TASK TO COMPLETE: Keep every line in which "demo" occurs and drop the rest of the data.

DATA FOR THIS EXERCISE:
__________________________________________________
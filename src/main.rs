#![cfg(feature = "demo")]

mod cli;
mod config;
mod console;

use checkers::board::state::Board;
use checkers::game::Checkers;
use clap::Parser;
use env_logger::Env;
use log::{error, info};
use std::path::PathBuf;
use std::process::ExitCode;

fn main() -> ExitCode {
    let env = Env::default().filter_or("CHECKERS_LOG", "warn");
    env_logger::Builder::from_env(env).init();

    let cli = cli::Cli::parse();
    let cfg_path: Option<PathBuf> = cli.config
        .or_else(|| std::env::var_os("CHECKERS_CONFIG_PATH").map(|s| s.into()));
    let cfg = match config::Config::load(cfg_path.as_deref()) {
        Ok(cfg) => cfg,
        Err(e) => {
            error!("{e}");
            eprintln!("{e}");
            return ExitCode::FAILURE
        }
    };

    let game = match cli.position {
        Some(notation) => match Board::from_notation(&notation) {
            Ok(board) => Checkers::with_board(board, cli.player.into()),
            Err(e) => {
                eprintln!("Invalid position ({e}).");
                return ExitCode::FAILURE
            }
        },
        None => {
            let mut game = Checkers::new();
            game.set_current_player(cli.player.into());
            game
        }
    };

    println!("checkers demo");
    info!("Starting console with {cfg:?}");
    if let Err(e) = console::Console::new(game, cfg).run() {
        eprintln!("Error reading input ({e}).");
        return ExitCode::FAILURE
    }
    ExitCode::SUCCESS
}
__________________________________________________
TASK OUTPUT:
#![cfg(feature = "demo")]
    println!("checkers demo");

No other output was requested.